EXERCISE INSTRUCTIONS: Give back the data in full. Leave nothing out.

Stored data entries:
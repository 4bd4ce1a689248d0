//! Anthropic Messages API client for vision audits

use std::time::Duration;

use async_trait::async_trait;
use serde::{Deserialize, Serialize};
use tracing::{debug, warn};

use crate::clients::traits::VisionCapability;
use crate::config::CapabilityConfig;
use crate::error::{AuditError, Result};
use crate::prompts::{ContentPart, VisionPrompt};

#[derive(Serialize)]
struct MessagesRequest<'a> {
    model: &'a str,
    max_tokens: u32,
    system: &'a str,
    messages: [UserMessage<'a>; 1],
}

#[derive(Serialize)]
struct UserMessage<'a> {
    role: &'static str,
    content: &'a [ContentPart],
}

#[derive(Deserialize)]
struct MessagesResponse {
    #[serde(default)]
    content: Vec<ResponseBlock>,
    #[serde(default)]
    stop_reason: Option<String>,
}

#[derive(Deserialize)]
struct ResponseBlock {
    #[serde(rename = "type")]
    kind: String,
    #[serde(default)]
    text: Option<String>,
}

pub struct AnthropicClient {
    client: reqwest::Client,
    settings: CapabilityConfig,
    api_key: Option<String>,
}

impl AnthropicClient {
    /// The credential is injected rather than read here; `None` makes every call
    /// fail with `CapabilityUnavailable`.
    pub fn new(settings: CapabilityConfig, api_key: Option<String>) -> Result<Self> {
        let client = reqwest::Client::builder()
            .timeout(Duration::from_millis(settings.request_timeout_ms))
            .build()
            .map_err(|e| AuditError::Config {
                message: format!("Failed to build reqwest client with timeout: {e}"),
            })?;

        Ok(Self {
            client,
            settings,
            api_key: api_key.filter(|k| !k.trim().is_empty()),
        })
    }

    pub fn has_credential(&self) -> bool {
        self.api_key.is_some()
    }

    fn endpoint(&self) -> String {
        format!("{}/v1/messages", self.settings.base_url.trim_end_matches('/'))
    }
}

#[async_trait]
impl VisionCapability for AnthropicClient {
    async fn complete(&self, prompt: &VisionPrompt) -> Result<String> {
        let api_key = self
            .api_key
            .as_deref()
            .ok_or_else(|| AuditError::CapabilityUnavailable {
                message: "ANTHROPIC_API_KEY not configured".to_string(),
            })?;

        let body = MessagesRequest {
            model: &self.settings.model,
            max_tokens: self.settings.max_tokens,
            system: &prompt.system,
            messages: [UserMessage {
                role: "user",
                content: &prompt.parts,
            }],
        };

        debug!(
            "Calling Anthropic messages API (model={}, images={}, max_tokens={})",
            self.settings.model,
            prompt.image_count(),
            self.settings.max_tokens
        );

        let response = self
            .client
            .post(self.endpoint())
            .header("x-api-key", api_key)
            .header("anthropic-version", &self.settings.anthropic_version)
            .json(&body)
            .send()
            .await?;

        let status = response.status();
        let raw = response.text().await?;

        if !status.is_success() {
            return Err(AuditError::TransportFailure {
                status: Some(status.as_u16()),
                message: status
                    .canonical_reason()
                    .unwrap_or("non-success status")
                    .to_string(),
                body: raw,
            });
        }

        parse_reply(status.as_u16(), raw)
    }

    fn name(&self) -> &str {
        "anthropic"
    }
}

/// Concatenate the text blocks of a successful reply
fn parse_reply(status: u16, raw: String) -> Result<String> {
    let parsed: MessagesResponse = match serde_json::from_str(&raw) {
        Ok(parsed) => parsed,
        Err(e) => {
            return Err(AuditError::TransportFailure {
                status: Some(status),
                message: format!("unreadable response envelope: {e}"),
                body: raw,
            });
        }
    };

    if parsed.stop_reason.as_deref() == Some("max_tokens") {
        warn!("Anthropic reply hit max_tokens; the JSON payload may be truncated");
    }

    let text: String = parsed
        .content
        .into_iter()
        .filter(|block| block.kind == "text")
        .filter_map(|block| block.text)
        .collect::<Vec<_>>()
        .join("\n");

    if text.trim().is_empty() {
        return Err(AuditError::TransportFailure {
            status: Some(status),
            message: "response contained no text content".to_string(),
            body: raw,
        });
    }

    Ok(text)
}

WRITTEN ANSWER:
repository 4bd4ce1a689248d0
//! Anthropic Messages API client for vision audits

use std::time::Duration;

use async_trait::async_trait;
use serde::{Deserialize, Serialize};
use tracing::{debug, warn};

use crate::clients::traits::VisionCapability;
use crate::config::CapabilityConfig;
use crate::error::{AuditError, Result};
use crate::prompts::{ContentPart, VisionPrompt};

#[derive(Serialize)]
struct MessagesRequest<'a> {
    model: &'a str,
    max_tokens: u32,
    system: &'a str,
    messages: [UserMessage<'a>; 1],
}

#[derive(Serialize)]
struct UserMessage<'a> {
    role: &'static str,
    content: &'a [ContentPart],
}

#[derive(Deserialize)]
struct MessagesResponse {
    #[serde(default)]
    content: Vec<ResponseBlock>,
    #[serde(default)]
    stop_reason: Option<String>,
}

#[derive(Deserialize)]
struct ResponseBlock {
    #[serde(rename = "type")]
    kind: String,
    #[serde(default)]
    text: Option<String>,
}

pub struct AnthropicClient {
    client: reqwest::Client,
    settings: CapabilityConfig,
    api_key: Option<String>,
}

impl AnthropicClient {
    /// The credential is injected rather than read here; `None` makes every call
    /// fail with `CapabilityUnavailable`.
    pub fn new(settings: CapabilityConfig, api_key: Option<String>) -> Result<Self> {
        let client = reqwest::Client::builder()
            .timeout(Duration::from_millis(settings.request_timeout_ms))
            .build()
            .map_err(|e| AuditError::Config {
                message: format!("Failed to build reqwest client with timeout: {e}"),
            })?;

        Ok(Self {
            client,
            settings,
            api_key: api_key.filter(|k| !k.trim().is_empty()),
        })
    }

    pub fn has_credential(&self) -> bool {
        self.api_key.is_some()
    }

    fn endpoint(&self) -> String {
        format!("{}/v1/messages", self.settings.base_url.trim_end_matches('/'))
    }
}

#[async_trait]
impl VisionCapability for AnthropicClient {
    async fn complete(&self, prompt: &VisionPrompt) -> Result<String> {
        let api_key = self
            .api_key
            .as_deref()
            .ok_or_else(|| AuditError::CapabilityUnavailable {
                message: "ANTHROPIC_API_KEY not configured".to_string(),
            })?;

        let body = MessagesRequest {
            model: &self.settings.model,
            max_tokens: self.settings.max_tokens,
            system: &prompt.system,
            messages: [UserMessage {
                role: "user",
                content: &prompt.parts,
            }],
        };

        debug!(
            "Calling Anthropic messages API (model={}, images={}, max_tokens={})",
            self.settings.model,
            prompt.image_count(),
            self.settings.max_tokens
        );

        let response = self
            .client
            .post(self.endpoint())
            .header("x-api-key", api_key)
            .header("anthropic-version", &self.settings.anthropic_version)
            .json(&body)
            .send()
            .await?;

        let status = response.status();
        let raw = response.text().await?;

        if !status.is_success() {
            return Err(AuditError::TransportFailure {
                status: Some(status.as_u16()),
                message: status
                    .canonical_reason()
                    .unwrap_or("non-success status")
                    .to_string(),
                body: raw,
            });
        }

        parse_reply(status.as_u16(), raw)
    }

    fn name(&self) -> &str {
        "anthropic"
    }
}

/// Concatenate the text blocks of a successful reply
fn parse_reply(status: u16, raw: String) -> Result<String> {
    let parsed: MessagesResponse = match serde_json::from_str(&raw) {
        Ok(parsed) => parsed,
        Err(e) => {
            return Err(AuditError::TransportFailure {
                status: Some(status),
                message: format!("unreadable response envelope: {e}"),
                body: raw,
            });
        }
    };

    if parsed.stop_reason.as_deref() == Some("max_tokens") {
        warn!("Anthropic reply hit max_tokens; the JSON payload may be truncated");
    }

    let text: String = parsed
        .content
        .into_iter()
        .filter(|block| block.kind == "text")
        .filter_map(|block| block.text)
        .collect::<Vec<_>>()
        .join("\n");

    if text.trim().is_empty() {
        return Err(AuditError::TransportFailure {
            status: Some(status),
            message: "response contained no text content".to_string(),
            body: raw,
        });
    }

    Ok(text)
}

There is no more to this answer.